▶ [What to work on]: Copy out every line of the records in which "Option" can be found.

▶ [Listed records]:
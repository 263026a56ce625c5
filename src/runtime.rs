use log::{info, warn};
use rayon::{ThreadPool, ThreadPoolBuildError, ThreadPoolBuilder};
use std::sync::Once;

struct ThreadConfig {
    count: usize,
    source: String,
}

const ENV_HINTS: [&str; 6] = [
    "PLACEAGG_THREADS",
    "RAYON_NUM_THREADS",
    "SLURM_CPUS_PER_TASK",
    "SLURM_CPUS_ON_NODE",
    "PBS_NP",
    "OMP_NUM_THREADS",
];

fn parse_env_threads(keys: &[&str]) -> Option<ThreadConfig> {
    for &key in keys {
        if let Ok(v) = std::env::var(key) {
            if let Ok(val) = v.trim().parse::<usize>() {
                if val > 0 {
                    return Some(ThreadConfig {
                        count: val,
                        source: key.to_string(),
                    });
                }
            }
        }
    }
    None
}

fn detect_thread_config(requested: Option<usize>) -> ThreadConfig {
    if let Some(count) = requested.filter(|&n| n > 0) {
        return ThreadConfig {
            count,
            source: "--threads".to_string(),
        };
    }
    if let Some(cfg) = parse_env_threads(&ENV_HINTS) {
        return cfg;
    }

    ThreadConfig {
        count: available_threads(),
        source: "available_parallelism".to_string(),
    }
}

/// Hardware parallelism, at least 1.
pub fn available_threads() -> usize {
    std::thread::available_parallelism()
        .map(|n| n.get())
        .unwrap_or(1)
        .max(1)
}

/// Sizes the global rayon pool once per process.
///
/// An explicit `requested` count wins over the environment hints.
pub fn configure_thread_pool(requested: Option<usize>) {
    static INIT: Once = Once::new();
    INIT.call_once(|| {
        let cfg = detect_thread_config(requested);
        match ThreadPoolBuilder::new()
            .num_threads(cfg.count)
            .thread_name(|i| format!("placeagg-worker-{i}"))
            .build_global()
        {
            Ok(_) => {
                info!("[threads] rayon pool = {} threads (hint: {})", cfg.count, cfg.source);
            }
            Err(err) => {
                warn!("[threads] failed to configure rayon pool ({err}); continuing with default");
            }
        }
    });
}

/// Dedicated pool with exactly `threads` workers (0 means hardware parallelism).
pub fn build_pool(threads: usize) -> Result<ThreadPool, ThreadPoolBuildError> {
    let count = if threads == 0 { available_threads() } else { threads };
    ThreadPoolBuilder::new()
        .num_threads(count)
        .thread_name(|i| format!("placeagg-pool-{i}"))
        .build()
}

▶ [Response for this exercise]:
fn parse_env_threads(keys: &[&str]) -> Option<ThreadConfig> {
fn detect_thread_config(requested: Option<usize>) -> ThreadConfig {
pub fn configure_thread_pool(requested: Option<usize>) {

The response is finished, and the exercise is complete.